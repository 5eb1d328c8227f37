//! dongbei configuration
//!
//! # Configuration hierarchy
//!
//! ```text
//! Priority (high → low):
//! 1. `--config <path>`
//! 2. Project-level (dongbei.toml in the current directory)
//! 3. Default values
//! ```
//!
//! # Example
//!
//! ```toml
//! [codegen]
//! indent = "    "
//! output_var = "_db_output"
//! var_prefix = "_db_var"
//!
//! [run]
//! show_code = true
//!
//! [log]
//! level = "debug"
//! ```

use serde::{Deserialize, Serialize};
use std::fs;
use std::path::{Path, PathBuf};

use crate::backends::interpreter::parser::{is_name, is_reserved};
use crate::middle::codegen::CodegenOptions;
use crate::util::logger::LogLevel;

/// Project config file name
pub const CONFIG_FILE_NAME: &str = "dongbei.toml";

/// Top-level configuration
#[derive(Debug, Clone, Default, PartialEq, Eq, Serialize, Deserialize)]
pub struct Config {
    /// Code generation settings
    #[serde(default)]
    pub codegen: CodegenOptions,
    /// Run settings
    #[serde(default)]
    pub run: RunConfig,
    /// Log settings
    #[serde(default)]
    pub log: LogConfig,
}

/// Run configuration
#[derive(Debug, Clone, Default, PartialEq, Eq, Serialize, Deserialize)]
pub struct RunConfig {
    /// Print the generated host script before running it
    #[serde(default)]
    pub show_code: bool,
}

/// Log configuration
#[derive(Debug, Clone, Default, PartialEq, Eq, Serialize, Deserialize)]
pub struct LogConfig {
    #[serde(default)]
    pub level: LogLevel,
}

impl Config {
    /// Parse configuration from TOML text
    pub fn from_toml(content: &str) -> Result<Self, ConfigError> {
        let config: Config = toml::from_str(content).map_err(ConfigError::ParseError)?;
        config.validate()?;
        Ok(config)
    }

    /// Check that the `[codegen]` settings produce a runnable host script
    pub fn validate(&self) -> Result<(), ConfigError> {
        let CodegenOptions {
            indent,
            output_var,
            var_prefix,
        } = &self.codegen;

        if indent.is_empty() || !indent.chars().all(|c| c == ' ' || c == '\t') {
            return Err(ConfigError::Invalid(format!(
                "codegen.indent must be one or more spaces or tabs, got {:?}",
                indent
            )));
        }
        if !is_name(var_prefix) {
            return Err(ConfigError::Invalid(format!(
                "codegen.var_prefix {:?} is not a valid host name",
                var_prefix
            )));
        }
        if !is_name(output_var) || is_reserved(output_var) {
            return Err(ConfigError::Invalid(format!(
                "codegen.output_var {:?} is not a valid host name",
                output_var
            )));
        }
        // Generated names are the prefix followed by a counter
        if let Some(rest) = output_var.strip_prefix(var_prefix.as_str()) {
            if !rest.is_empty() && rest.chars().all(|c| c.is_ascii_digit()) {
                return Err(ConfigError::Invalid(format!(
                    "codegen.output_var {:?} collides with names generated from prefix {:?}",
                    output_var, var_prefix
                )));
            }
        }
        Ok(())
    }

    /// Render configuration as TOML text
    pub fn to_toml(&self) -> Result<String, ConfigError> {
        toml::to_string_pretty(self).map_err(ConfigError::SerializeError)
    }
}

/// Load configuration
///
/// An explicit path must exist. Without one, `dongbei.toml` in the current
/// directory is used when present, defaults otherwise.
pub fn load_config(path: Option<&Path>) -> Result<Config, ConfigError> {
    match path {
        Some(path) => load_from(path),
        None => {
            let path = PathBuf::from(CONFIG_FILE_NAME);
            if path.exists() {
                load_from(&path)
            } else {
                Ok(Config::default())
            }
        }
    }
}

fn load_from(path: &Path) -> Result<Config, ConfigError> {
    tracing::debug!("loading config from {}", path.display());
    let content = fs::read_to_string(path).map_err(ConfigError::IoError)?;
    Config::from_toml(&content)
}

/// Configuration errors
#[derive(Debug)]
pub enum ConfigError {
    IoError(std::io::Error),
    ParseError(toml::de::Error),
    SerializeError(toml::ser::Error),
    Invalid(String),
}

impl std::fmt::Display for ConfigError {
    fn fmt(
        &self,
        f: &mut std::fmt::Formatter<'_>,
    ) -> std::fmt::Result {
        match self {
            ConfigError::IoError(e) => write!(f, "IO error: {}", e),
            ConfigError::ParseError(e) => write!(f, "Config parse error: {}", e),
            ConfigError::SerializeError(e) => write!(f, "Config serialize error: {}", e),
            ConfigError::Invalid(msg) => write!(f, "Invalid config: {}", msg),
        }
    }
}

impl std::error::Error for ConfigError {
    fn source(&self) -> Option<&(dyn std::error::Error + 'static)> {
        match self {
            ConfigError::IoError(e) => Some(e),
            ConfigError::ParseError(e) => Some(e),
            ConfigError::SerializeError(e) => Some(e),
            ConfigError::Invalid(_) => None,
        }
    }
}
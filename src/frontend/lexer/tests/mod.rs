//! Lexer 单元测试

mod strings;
◇ ◇ ◇ ◇
__WORK REQUEST__. Would you state how many lines in the listing above contain the word "script"? Reply with the number and no other words.

__RESULT FOR THIS EXERCISE__. 2